TV drive encourages smokers to stop

Anti-smoking television commercials make people 50 per cent more likely to kick the habit, according to the latest study of the Government campaign.

Anti-smoking television commercials make people 50 per cent more likely to kick the habit, according to the latest study of the Government campaign.

Despite doubts about the effectiveness of the blitz, the Health Development Agency hailed the research as evidence that a sustained campaign can help persuade smokers to give up.

Researchers studied a pounds 12.5 million Health Education Authority campaign by Abbott Mead Vickers BBDO featuring the comedian John Cleese, which ran between 1992 and 1994.

They compared the 'quit rate' of people in the Tyne Tees, Yorkshire and Granada TV regions with those in the Central TV area, where the ads did not run. In the three regions showing the ad, they predicted that 7.45 per cent of smokers would quit and only 3.33 per cent of ex-smokers would relapse, while in the Central region 5 per cent would stop and 5 per cent of ex-smokers would relapse over an 18-month period.

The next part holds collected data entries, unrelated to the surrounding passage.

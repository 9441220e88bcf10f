/*!
Scalar and format classification.

Every shape maps to exactly one [`ParameterType`]; there is no failure
path, unrecognized kinds classify as `unknown`. Formats are a purely
numeric-width hint computed independently of the scalar kind.
*/

use crate::shape::{IntWidth, ShapeKind, TypeShape};
use indexmap::IndexMap;
use serde::{Deserialize, Serialize};
use std::fmt;

/// Schema primitive kinds.
#[derive(Debug, Clone, Copy, PartialEq, Eq, Serialize, Deserialize)]
#[serde(rename_all = "lowercase")]
pub enum ParameterType {
    Boolean,
    Integer,
    Number,
    String,
    Array,
    Object,
    Unknown,
}

impl ParameterType {
    pub fn as_str(&self) -> &'static str {
        match self {
            ParameterType::Boolean => "boolean",
            ParameterType::Integer => "integer",
            ParameterType::Number => "number",
            ParameterType::String => "string",
            ParameterType::Array => "array",
            ParameterType::Object => "object",
            ParameterType::Unknown => "unknown",
        }
    }
}

impl fmt::Display for ParameterType {
    fn fmt(&self, f: &mut fmt::Formatter<'_>) -> fmt::Result {
        f.write_str(self.as_str())
    }
}

/// Numeric width refinement, meaningful only for integer/number kinds.
#[derive(Debug, Clone, Copy, PartialEq, Eq, Serialize, Deserialize)]
#[serde(rename_all = "lowercase")]
pub enum Format {
    Int32,
    Int64,
    Float,
    Double,
}

impl Format {
    pub fn as_str(&self) -> &'static str {
        match self {
            Format::Int32 => "int32",
            Format::Int64 => "int64",
            Format::Float => "float",
            Format::Double => "double",
        }
    }
}

impl fmt::Display for Format {
    fn fmt(&self, f: &mut fmt::Formatter<'_>) -> fmt::Result {
        f.write_str(self.as_str())
    }
}

/// Override registry mapping qualified type names to scalar kinds.
///
/// Registry entries take precedence over structural classification, so
/// a host type that is a record internally can still render as an
/// opaque scalar. The registry is an explicit value owned by the
/// caller; registrations only affect derivations performed after them.
#[derive(Debug, Clone, PartialEq)]
pub struct TypeRegistry {
    overrides: IndexMap<String, ParameterType>,
}

impl Default for TypeRegistry {
    fn default() -> Self {
        let mut registry = TypeRegistry {
            overrides: IndexMap::new(),
        };
        registry.register("std::time::Duration", ParameterType::Integer);
        registry.register("chrono::DateTime", ParameterType::String);
        registry.register("chrono::NaiveDate", ParameterType::String);
        registry.register("uuid::Uuid", ParameterType::String);
        registry.register("serde_json::Number", ParameterType::Number);
        registry
    }
}

impl TypeRegistry {
    /// Registry with the default seed set
    pub fn new() -> Self {
        Self::default()
    }

    /// Registry with no seed entries
    pub fn empty() -> Self {
        TypeRegistry {
            overrides: IndexMap::new(),
        }
    }

    /// Register an override for a qualified type name
    pub fn register(&mut self, qualified_name: &str, kind: ParameterType) {
        self.overrides.insert(qualified_name.to_string(), kind);
    }

    /// Chaining form of [`register`](Self::register)
    pub fn with_override(mut self, qualified_name: &str, kind: ParameterType) -> Self {
        self.register(qualified_name, kind);
        self
    }

    /// Look up an override by qualified name
    pub fn get(&self, qualified_name: &str) -> Option<ParameterType> {
        self.overrides.get(qualified_name).copied()
    }

    /// Whether the shape's qualified name carries an override
    pub fn has_override(&self, shape: &TypeShape) -> bool {
        shape
            .qualified_name()
            .and_then(|name| self.get(name))
            .is_some()
    }

    /// Classify a shape into its scalar kind.
    ///
    /// Pointers are unwrapped transitively. An override on the
    /// qualified name wins over the structural kind.
    pub fn classify(&self, shape: &TypeShape) -> ParameterType {
        if let ShapeKind::Pointer(inner) = &shape.kind {
            return self.classify(inner);
        }

        if let Some(kind) = shape.qualified_name().and_then(|name| self.get(name)) {
            return kind;
        }

        match &shape.kind {
            ShapeKind::Bool => ParameterType::Boolean,
            ShapeKind::Int(_) | ShapeKind::Uint(_) => ParameterType::Integer,
            ShapeKind::Float32 | ShapeKind::Float64 => ParameterType::Number,
            ShapeKind::Str => ParameterType::String,
            ShapeKind::Sequence(_) => ParameterType::Array,
            ShapeKind::Record(_) | ShapeKind::Mapping(_) => ParameterType::Object,
            ShapeKind::Pointer(inner) => self.classify(inner),
            ShapeKind::Unsupported => ParameterType::Unknown,
        }
    }
}

/// Classify a shape's numeric width.
///
/// Independent of the override registry; pointers unwrap the same way.
/// Platform-word integers keep the behavior of the original rules:
/// signed words format as int32, unsigned words carry no format.
pub fn classify_format(shape: &TypeShape) -> Option<Format> {
    match &shape.kind {
        ShapeKind::Pointer(inner) => classify_format(inner),
        ShapeKind::Int(IntWidth::W8 | IntWidth::W16 | IntWidth::W32 | IntWidth::WSize) => {
            Some(Format::Int32)
        }
        ShapeKind::Uint(IntWidth::W8 | IntWidth::W16 | IntWidth::W32) => Some(Format::Int32),
        ShapeKind::Int(IntWidth::W64) | ShapeKind::Uint(IntWidth::W64) => Some(Format::Int64),
        ShapeKind::Float64 => Some(Format::Double),
        ShapeKind::Float32 => Some(Format::Float),
        _ => None,
    }
}

#[cfg(test)]
mod tests {
    use super::*;
    use crate::shape::{RecordShape, Shaped};

    #[test]
    fn test_register_and_get() {
        let mut registry = TypeRegistry::new();
        registry.register("serde_json::Number", ParameterType::Integer);
        assert_eq!(
            registry.get("serde_json::Number"),
            Some(ParameterType::Integer)
        );
        assert_eq!(registry.get("no::such::Type"), None);
    }

    #[test]
    fn test_classify_unwraps_pointers() {
        let registry = TypeRegistry::new();
        let shape = TypeShape::pointer(TypeShape::pointer(TypeShape::sequence(
            TypeShape::int(IntWidth::W32),
        )));
        assert_eq!(registry.classify(&shape), ParameterType::Array);
    }

    #[test]
    fn test_classify_structural() {
        let registry = TypeRegistry::new();
        assert_eq!(registry.classify(&TypeShape::bool()), ParameterType::Boolean);
        assert_eq!(
            registry.classify(&TypeShape::uint(IntWidth::W16)),
            ParameterType::Integer
        );
        assert_eq!(
            registry.classify(&TypeShape::float32()),
            ParameterType::Number
        );
        assert_eq!(
            registry.classify(&TypeShape::string()),
            ParameterType::String
        );
        assert_eq!(
            registry.classify(&TypeShape::record(RecordShape::new("Pet"))),
            ParameterType::Object
        );
        assert_eq!(
            registry.classify(&TypeShape::mapping(TypeShape::string())),
            ParameterType::Object
        );
    }

    #[test]
    fn test_classify_unknown_total() {
        let registry = TypeRegistry::new();
        assert_eq!(
            registry.classify(&TypeShape::unsupported()),
            ParameterType::Unknown
        );
        assert_eq!(
            registry.classify(&TypeShape::pointer(TypeShape::unsupported())),
            ParameterType::Unknown
        );
    }

    #[test]
    fn test_classify_seed_overrides() {
        let registry = TypeRegistry::new();
        assert_eq!(
            registry.classify(&chrono::DateTime::<chrono::Utc>::shape()),
            ParameterType::String
        );
        assert_eq!(
            registry.classify(&std::time::Duration::shape()),
            ParameterType::Integer
        );
        assert_eq!(
            registry.classify(&serde_json::Number::shape()),
            ParameterType::Number
        );
        assert_eq!(
            registry.classify(&uuid::Uuid::shape()),
            ParameterType::String
        );
    }

    #[test]
    fn test_format_widths() {
        assert_eq!(
            classify_format(&TypeShape::int(IntWidth::W8)),
            Some(Format::Int32)
        );
        assert_eq!(
            classify_format(&TypeShape::uint(IntWidth::W32)),
            Some(Format::Int32)
        );
        assert_eq!(
            classify_format(&TypeShape::int(IntWidth::W64)),
            Some(Format::Int64)
        );
        assert_eq!(
            classify_format(&TypeShape::uint(IntWidth::W64)),
            Some(Format::Int64)
        );
        assert_eq!(classify_format(&TypeShape::float32()), Some(Format::Float));
        assert_eq!(classify_format(&TypeShape::float64()), Some(Format::Double));
        assert_eq!(classify_format(&TypeShape::string()), None);
        assert_eq!(classify_format(&TypeShape::uint(IntWidth::WSize)), None);
    }

    #[test]
    fn test_format_unwraps_pointers() {
        let shape = TypeShape::pointer(TypeShape::pointer(TypeShape::float64()));
        assert_eq!(classify_format(&shape), Some(Format::Double));
    }

    #[test]
    fn test_format_ignores_overrides() {
        // Duration carries an integer override, but its format comes
        // from the underlying width alone.
        let shape = std::time::Duration::shape();
        assert_eq!(classify_format(&shape), Some(Format::Int64));

        // An override to integer on a string-shaped type adds no format.
        let registry =
            TypeRegistry::new().with_override("serde_json::Number", ParameterType::Integer);
        assert_eq!(
            registry.classify(&serde_json::Number::shape()),
            ParameterType::Integer
        );
        assert_eq!(classify_format(&serde_json::Number::shape()), None);
    }
}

The study concluded that a TV campaign could help reduce the proportion of smokers by 1.2 per cent to 26.8 per cent. TV ads were 'highly cost effective', compared with the financial drain on the NHS by smoking-related diseases.

However, the study suggested that the campaign was effective only after a sustained period of 18 months and that future bursts should run for that length of time.